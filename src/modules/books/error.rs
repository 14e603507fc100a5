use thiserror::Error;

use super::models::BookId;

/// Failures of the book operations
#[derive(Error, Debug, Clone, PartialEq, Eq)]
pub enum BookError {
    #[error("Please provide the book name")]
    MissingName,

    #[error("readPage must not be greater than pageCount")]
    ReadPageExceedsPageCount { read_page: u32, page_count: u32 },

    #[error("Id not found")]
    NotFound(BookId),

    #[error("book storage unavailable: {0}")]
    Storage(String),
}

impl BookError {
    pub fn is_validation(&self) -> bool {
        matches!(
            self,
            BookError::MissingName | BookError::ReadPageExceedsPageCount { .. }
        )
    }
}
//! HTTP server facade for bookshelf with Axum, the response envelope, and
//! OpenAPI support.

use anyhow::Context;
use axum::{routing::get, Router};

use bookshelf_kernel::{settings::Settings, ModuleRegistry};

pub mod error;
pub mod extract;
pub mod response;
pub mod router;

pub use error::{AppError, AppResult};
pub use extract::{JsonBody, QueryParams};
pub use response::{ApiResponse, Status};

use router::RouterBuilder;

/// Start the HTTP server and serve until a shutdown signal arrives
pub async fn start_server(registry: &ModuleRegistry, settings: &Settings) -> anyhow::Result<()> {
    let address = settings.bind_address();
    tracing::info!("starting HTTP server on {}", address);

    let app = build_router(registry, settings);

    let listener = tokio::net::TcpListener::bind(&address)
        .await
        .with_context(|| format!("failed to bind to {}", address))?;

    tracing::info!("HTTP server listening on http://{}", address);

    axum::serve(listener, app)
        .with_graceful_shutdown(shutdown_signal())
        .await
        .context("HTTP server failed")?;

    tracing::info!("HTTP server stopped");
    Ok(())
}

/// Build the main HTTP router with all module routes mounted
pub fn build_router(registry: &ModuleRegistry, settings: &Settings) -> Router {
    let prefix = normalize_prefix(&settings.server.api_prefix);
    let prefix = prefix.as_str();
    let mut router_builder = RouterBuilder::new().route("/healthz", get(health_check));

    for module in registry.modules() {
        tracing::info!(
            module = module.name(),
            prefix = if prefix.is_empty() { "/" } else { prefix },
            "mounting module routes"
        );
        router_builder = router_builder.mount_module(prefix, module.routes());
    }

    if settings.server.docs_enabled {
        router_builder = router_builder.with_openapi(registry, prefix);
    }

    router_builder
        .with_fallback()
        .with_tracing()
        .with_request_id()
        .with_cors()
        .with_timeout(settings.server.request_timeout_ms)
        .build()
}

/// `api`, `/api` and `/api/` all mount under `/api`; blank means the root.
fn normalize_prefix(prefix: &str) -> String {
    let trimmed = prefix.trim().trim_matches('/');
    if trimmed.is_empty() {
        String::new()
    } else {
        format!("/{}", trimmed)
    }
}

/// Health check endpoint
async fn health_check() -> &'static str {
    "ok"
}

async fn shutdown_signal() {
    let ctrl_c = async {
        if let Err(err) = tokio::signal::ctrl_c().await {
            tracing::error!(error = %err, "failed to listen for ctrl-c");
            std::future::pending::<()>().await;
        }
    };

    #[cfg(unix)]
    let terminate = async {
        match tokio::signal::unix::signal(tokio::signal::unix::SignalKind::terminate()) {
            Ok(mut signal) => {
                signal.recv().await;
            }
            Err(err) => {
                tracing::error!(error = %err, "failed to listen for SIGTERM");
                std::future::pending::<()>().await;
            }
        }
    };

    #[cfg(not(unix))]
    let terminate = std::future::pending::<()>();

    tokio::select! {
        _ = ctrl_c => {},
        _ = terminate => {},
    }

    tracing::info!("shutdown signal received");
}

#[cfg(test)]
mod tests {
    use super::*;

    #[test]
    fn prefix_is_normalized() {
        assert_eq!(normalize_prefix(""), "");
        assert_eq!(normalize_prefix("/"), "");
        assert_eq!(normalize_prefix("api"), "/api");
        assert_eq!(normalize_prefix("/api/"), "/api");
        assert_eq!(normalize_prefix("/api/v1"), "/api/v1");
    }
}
...
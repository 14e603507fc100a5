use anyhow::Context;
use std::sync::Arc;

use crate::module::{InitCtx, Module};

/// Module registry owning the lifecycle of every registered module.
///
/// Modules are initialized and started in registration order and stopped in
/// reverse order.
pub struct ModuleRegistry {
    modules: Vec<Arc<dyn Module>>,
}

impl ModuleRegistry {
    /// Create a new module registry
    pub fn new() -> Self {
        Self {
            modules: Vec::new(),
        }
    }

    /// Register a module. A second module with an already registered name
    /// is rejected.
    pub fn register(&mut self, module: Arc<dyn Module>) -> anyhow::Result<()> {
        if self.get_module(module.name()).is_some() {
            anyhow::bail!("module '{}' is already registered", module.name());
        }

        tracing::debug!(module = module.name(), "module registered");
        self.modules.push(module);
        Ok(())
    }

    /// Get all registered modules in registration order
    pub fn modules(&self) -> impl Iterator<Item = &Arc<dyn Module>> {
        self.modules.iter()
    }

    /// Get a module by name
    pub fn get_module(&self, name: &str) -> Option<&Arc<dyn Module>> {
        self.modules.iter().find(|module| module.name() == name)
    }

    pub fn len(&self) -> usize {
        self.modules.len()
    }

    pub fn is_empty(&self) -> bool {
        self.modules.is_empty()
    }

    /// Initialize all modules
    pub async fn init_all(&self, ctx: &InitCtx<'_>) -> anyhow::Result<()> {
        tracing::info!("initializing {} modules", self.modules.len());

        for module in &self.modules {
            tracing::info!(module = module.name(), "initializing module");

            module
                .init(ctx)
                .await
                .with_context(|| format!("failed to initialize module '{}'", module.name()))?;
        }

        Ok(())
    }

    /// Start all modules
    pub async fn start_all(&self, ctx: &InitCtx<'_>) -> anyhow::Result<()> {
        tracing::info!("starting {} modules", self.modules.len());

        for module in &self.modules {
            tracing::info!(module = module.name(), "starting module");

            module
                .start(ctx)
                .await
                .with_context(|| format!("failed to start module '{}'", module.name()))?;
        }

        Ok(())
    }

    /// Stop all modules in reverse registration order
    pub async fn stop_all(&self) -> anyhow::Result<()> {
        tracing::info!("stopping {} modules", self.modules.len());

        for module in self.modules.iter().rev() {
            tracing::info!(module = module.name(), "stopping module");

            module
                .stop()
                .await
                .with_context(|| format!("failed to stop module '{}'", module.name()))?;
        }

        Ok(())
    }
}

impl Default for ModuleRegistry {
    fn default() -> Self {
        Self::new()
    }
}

#### Action item
Could you copy each line from the listing that has the word "InitCtx" in it?

#### Solution below
use crate::module::{InitCtx, Module};
    pub async fn init_all(&self, ctx: &InitCtx<'_>) -> anyhow::Result<()> {
    pub async fn start_all(&self, ctx: &InitCtx<'_>) -> anyhow::Result<()> {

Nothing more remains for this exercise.